Charles Town City Councilman Michael Tolbert searched for a word to describe the mood when the West Virginia Development Office offered millions of dollars to finance a new sewer line up Rt. 9.
“Giddy. Because at the beginning of this, everyone was giddy,” he said. “There was this new project that was coming, the state was going to provide funding. Everyone was giddy. But giddy has some downsides.”
After seven months of debate, the Council on March 18 and Building Commission on March 19 voted to pass the financing package, a $16 million zero-percent interest loan to be paid back by ratepayers over 25 years, then forgiven.
The sewer bond was part of $37 million in incentives devised to put infrastructure in place for a thousand-acre industrial park and lure Rockwool to Jefferson County as its first occupant—and perhaps as a Trojan horse.
“If it’s too good to be true, it probably is,” said Building Commissioner Albert Glascock. “There’s no way this line is going to pay for itself. There is no free money.”
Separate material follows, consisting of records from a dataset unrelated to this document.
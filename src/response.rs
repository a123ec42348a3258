//! Response templates and rendering.
//!
//! Static body sources (text, JSON, files, binary) are resolved when the
//! template is built, so rendering a static response never touches the disk.
//! Only handlebars templates are evaluated per request.

use crate::error::{Result, StubServerError};
use crate::request::Request;
use crate::template::TemplateEngine;
use bytes::Bytes;
use serde_json::Value;
use std::path::{Path, PathBuf};
use std::time::Duration;

/// Where a response body comes from.
#[derive(Debug, Clone)]
pub enum BodySource {
    Empty,
    Text(Bytes),
    /// JSON value with its serialized form.
    Json { value: Value, encoded: Bytes },
    /// Raw bytes (e.g. decoded from base64 configuration).
    Bytes(Bytes),
    /// File content read when the template was built.
    File { path: PathBuf, content: Bytes },
    /// Handlebars source, rendered against each request.
    Template(String),
}

impl BodySource {
    fn default_content_type(&self) -> Option<&'static str> {
        match self {
            BodySource::Empty => None,
            BodySource::Text(_) | BodySource::Template(_) => Some("text/plain; charset=utf-8"),
            BodySource::Json { .. } => Some("application/json"),
            BodySource::Bytes(_) => Some("application/octet-stream"),
            BodySource::File { path, .. } => Some(content_type_for(path)),
        }
    }
}

fn content_type_for(path: &Path) -> &'static str {
    let extension = path
        .extension()
        .and_then(|e| e.to_str())
        .map(str::to_ascii_lowercase);
    match extension.as_deref() {
        Some("json") => "application/json",
        Some("txt") => "text/plain; charset=utf-8",
        Some("html") | Some("htm") => "text/html; charset=utf-8",
        Some("xml") => "application/xml",
        _ => "application/octet-stream",
    }
}

/// Simulated response latency: fixed, or uniform over a range.
#[derive(Debug, Clone, Copy, PartialEq, Eq)]
pub struct Latency {
    min: Duration,
    max: Duration,
}

impl Latency {
    pub fn fixed(delay: Duration) -> Self {
        Self {
            min: delay,
            max: delay,
        }
    }

    /// Uniform between `min` and `max`; the bounds are swapped if reversed.
    pub fn between(min: Duration, max: Duration) -> Self {
        if min <= max {
            Self { min, max }
        } else {
            Self { min: max, max: min }
        }
    }

    /// Pick the delay for one response.
    pub fn sample(&self) -> Duration {
        if self.max > self.min {
            use rand::Rng;
            let mut rng = rand::thread_rng();
            rng.gen_range(self.min..=self.max)
        } else {
            self.min
        }
    }
}

/// Everything needed to produce a response.
#[derive(Debug, Clone)]
pub struct ResponseTemplate {
    pub status: u16,
    /// Explicit headers; they override the defaults set by rendering.
    pub headers: Vec<(String, String)>,
    pub body: BodySource,
    pub latency: Option<Latency>,
}

impl Default for ResponseTemplate {
    fn default() -> Self {
        Self {
            status: 200,
            headers: Vec::new(),
            body: BodySource::Empty,
            latency: None,
        }
    }
}

impl ResponseTemplate {
    pub fn empty() -> Self {
        Self::default()
    }

    pub fn text(text: impl Into<String>) -> Self {
        Self::with_body(BodySource::Text(Bytes::from(text.into())))
    }

    /// Serialize `value` once; every response reuses the encoded bytes.
    pub fn json(value: Value) -> Self {
        let encoded = Bytes::from(value.to_string());
        Self::with_body(BodySource::Json { value, encoded })
    }

    pub fn bytes(content: impl Into<Bytes>) -> Self {
        Self::with_body(BodySource::Bytes(content.into()))
    }

    /// Read `path` now. Fails if the file cannot be read.
    pub fn file(path: impl AsRef<Path>) -> Result<Self> {
        let path = path.as_ref().to_path_buf();
        let content = std::fs::read(&path).map_err(|source| StubServerError::File {
            path: path.clone(),
            source,
        })?;
        Ok(Self::with_body(BodySource::File {
            path,
            content: Bytes::from(content),
        }))
    }

    /// A handlebars body. The template is compiled once to reject bad syntax.
    pub fn template(source: impl Into<String>) -> Result<Self> {
        let source = source.into();
        TemplateEngine::validate(&source)?;
        Ok(Self::with_body(BodySource::Template(source)))
    }

    fn with_body(body: BodySource) -> Self {
        Self {
            body,
            ..Self::default()
        }
    }

    pub fn with_status(mut self, status: u16) -> Self {
        self.status = status;
        self
    }

    pub fn with_header(mut self, name: impl Into<String>, value: impl Into<String>) -> Self {
        self.headers.push((name.into(), value.into()));
        self
    }

    pub fn with_latency(mut self, latency: Latency) -> Self {
        self.latency = Some(latency);
        self
    }

    /// Check status and headers can be put on the wire.
    pub fn validate(&self) -> Result<()> {
        // hyper cannot send an informational status as a final response
        if !(200..=599).contains(&self.status) {
            return Err(StubServerError::Configuration(format!(
                "invalid status code: {}",
                self.status
            )));
        }
        for (name, value) in &self.headers {
            hyper::header::HeaderName::from_bytes(name.as_bytes()).map_err(|_| {
                StubServerError::Configuration(format!("invalid header name: {name:?}"))
            })?;
            hyper::header::HeaderValue::from_str(value).map_err(|_| {
                StubServerError::Configuration(format!("invalid value for header {name}"))
            })?;
        }
        Ok(())
    }

    /// Produce the response for `request`.
    pub fn render(&self, request: &Request, engine: &TemplateEngine) -> Result<RawResponse> {
        let body = match &self.body {
            BodySource::Empty => Bytes::new(),
            BodySource::Json { encoded, .. } => encoded.clone(),
            BodySource::Text(content)
            | BodySource::Bytes(content)
            | BodySource::File { content, .. } => content.clone(),
            BodySource::Template(source) => engine
                .render(source, request)
                .map(Bytes::from)
                .map_err(|e| StubServerError::Render(e.to_string()))?,
        };

        let mut response = RawResponse {
            status: self.status,
            headers: Vec::with_capacity(self.headers.len() + 2),
            body,
        };

        let has_content_type = self
            .headers
            .iter()
            .any(|(name, _)| name.eq_ignore_ascii_case("content-type"));
        if !has_content_type {
            if let Some(content_type) = self.body.default_content_type() {
                response
                    .headers
                    .push(("Content-Type".to_string(), content_type.to_string()));
            }
        }

        // Content-Length always reflects the rendered body
        response.headers.extend(
            self.headers
                .iter()
                .filter(|(name, _)| !name.eq_ignore_ascii_case("content-length"))
                .cloned(),
        );
        response
            .headers
            .push(("Content-Length".to_string(), response.body.len().to_string()));

        Ok(response)
    }
}

impl From<&str> for ResponseTemplate {
    fn from(text: &str) -> Self {
        Self::text(text)
    }
}

impl From<String> for ResponseTemplate {
    fn from(text: String) -> Self {
        Self::text(text)
    }
}

impl From<Value> for ResponseTemplate {
    fn from(value: Value) -> Self {
        Self::json(value)
    }
}

/// A rendered response, ready to be written.
#[derive(Debug, Clone, PartialEq, Eq)]
pub struct RawResponse {
    pub status: u16,
    pub headers: Vec<(String, String)>,
    pub body: Bytes,
}

impl RawResponse {
    /// Fallback when no rule matches.
    pub fn not_found() -> Self {
        Self::plain(404, "No matching rule")
    }

    pub fn internal_error() -> Self {
        Self::plain(500, "Failed to render response")
    }

    pub fn bad_request() -> Self {
        Self::plain(400, "Bad request")
    }

    fn plain(status: u16, message: &'static str) -> Self {
        Self {
            status,
            headers: vec![
                (
                    "Content-Type".to_string(),
                    "text/plain; charset=utf-8".to_string(),
                ),
                ("Content-Length".to_string(), message.len().to_string()),
            ],
            body: Bytes::from_static(message.as_bytes()),
        }
    }

    /// Case-insensitive lookup of the first header named `name`.
    pub fn header(&self, name: &str) -> Option<&str> {
        self.headers
            .iter()
            .find(|(n, _)| n.eq_ignore_ascii_case(name))
            .map(|(_, v)| v.as_str())
    }
}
The downside of a municipal windfall is an insulation fiber manufacturing plant, sited directly across from an elementary school and on top of the most sinkhole-prone area in the county. Rockwool poses the risk of emitting vast amounts of pollutants in the vicinity of school children and leaking contaminants into the groundwater.
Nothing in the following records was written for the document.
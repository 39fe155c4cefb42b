//! The real overlay: a Win32 window with a D3D11 swap chain bound to it.

use super::state::OverlaySurface;
use super::types::SurfaceDesc;
use crate::config::OverlayConfig;
use crate::error::OverlayResult;

#[cfg(windows)]
pub use self::win::NativeOverlay;

#[cfg(not(windows))]
pub use self::unsupported::NativeOverlay;

#[cfg(windows)]
mod win {
    use super::*;
    use crate::commands::overlay::graphics::{d3d, GraphicsResources};
    use crate::commands::overlay::window::{primary_screen_size, OverlayWindow};
    use windows::Win32::Foundation::HWND;

    /// Overlay window plus its GPU resources.
    pub struct NativeOverlay {
        // Declaration order is drop order: GPU resources before their window.
        graphics: GraphicsResources,
        window: OverlayWindow,
        desc: SurfaceDesc,
    }

    // HWND and the D3D11 interfaces are only touched from the thread that
    // created them; the controller's mutex moves ownership, not access.
    unsafe impl Send for NativeOverlay {}

    impl NativeOverlay {
        pub fn hwnd(&self) -> HWND {
            self.window.hwnd()
        }

        pub fn is_visible(&self) -> bool {
            self.window.is_visible()
        }
    }

    impl OverlaySurface for NativeOverlay {
        fn create(config: &OverlayConfig) -> OverlayResult<Self> {
            let size = primary_screen_size()?;
            let window = OverlayWindow::create(config, size)?;
            let graphics = d3d::create_device_and_swap_chain(window.hwnd(), size)?;
            let desc = d3d::read_surface_desc(&graphics.swap_chain)?;

            let requested = SurfaceDesc::requested(size);
            if desc != requested {
                log::warn!(
                    "[NativeOverlay::create] DXGI adjusted the swap chain: requested {:?}, got {:?}",
                    requested,
                    desc
                );
            }

            Ok(Self {
                graphics,
                window,
                desc,
            })
        }

        fn show(&mut self, foreground: bool) {
            self.window.show(foreground);
        }

        fn hide(&mut self) {
            self.window.hide();
        }

        fn surface_desc(&self) -> SurfaceDesc {
            self.desc
        }

        fn release(self) {
            let Self {
                graphics, window, ..
            } = self;
            drop(graphics);
            drop(window);
        }
    }
}

#[cfg(not(windows))]
mod unsupported {
    use super::*;
    use crate::error::OverlayError;

    /// Placeholder on platforms without a native overlay; never constructed.
    pub enum NativeOverlay {}

    impl OverlaySurface for NativeOverlay {
        fn create(_config: &OverlayConfig) -> OverlayResult<Self> {
            Err(OverlayError::Unsupported)
        }

        fn show(&mut self, _foreground: bool) {
            match *self {}
        }

        fn hide(&mut self) {
            match *self {}
        }

        fn surface_desc(&self) -> SurfaceDesc {
            match *self {}
        }
    }
}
The Rockwool site is beyond the boundaries of Charles Town and under the jurisdiction of Ranson, which annexed it. The two municipalities merged their sewer systems last year.
Although the vast majority of local residents object to the factory, they were not afforded the opportunity to intervene before a PILOT agreement and Memorandum of Understanding were signed. Opponents have weighed in at every council and commission meeting and regulatory agency hearing since.
“The people of this county, particularly in Charles Town, have spoken strongly that they do not want Rockwool,” Jefferson County resident Billie Garde told TV station Local DVM, “and as Council Member Brittingham said, ‘the job of the elected officials is to carry out the will of the people in every way possible.'”
Yet opponents are often finding regulators and elected officials considering discrete issues, rather than acting to eject Rockwool.
“All the options are terrible,” said Building Commissioner Caryn Short. “This isn’t the way that Rockwool is going to be stopped.”
Others embraced the smaller picture. “The issue tonight is not whether we’re going to put in a sewer line, it’s how we’re going to pay for it,” said Councilman Bob Trainor.
The Council rejected a petition with signatures from 30% of Charles Town “freeholders,” which, according to statute, would have required a super-majority to authorize the bond ordinance. The basis for rejecting it was a legal memo prepared last fall–but not at the Council’s request.
With such maneuvers occurring, some Council members fear they are being manipulated.
“I believe information is being withheld. … I think there have been things hidden from us throughout this entire process,” said Mayor Scott Rogers. “I’ve found out more about this whole Rockwool thing from FOIA requests than I have from our own utility board. They simply won’t give you information, you have to pry it out of them.”
Even after months of inquiry, crucial details are murky. What will Rockwool discharge into the sewer system and how much? How much capacity will the Rt. 9 pipe require, if future housing developments and occupants of the industrial park are uncertain? Can the current sewage treatment plants handle additional capacity when, in the past year, there have been discharges of raw sewage into a tributary of the Shenandoah River? Previous estimates of need, prepared by firm Chester Hatch, have been downgraded, so how much Charles Town will borrow exactly is in question.
“This line is overbuilt, sometimes to the factor of ten,” said Tolbert.
Anti-Rockwool group Jefferson County Vision in a press release said it “knew the system was rigged but never anticipated how deeply the deck is stacked against regular folks.”
JCV also said it is resolved to “pursue all angles at all times to stop this monstrosity from being erected… We are not going to let Ranson and Charleston bureaucrats ruin our home.”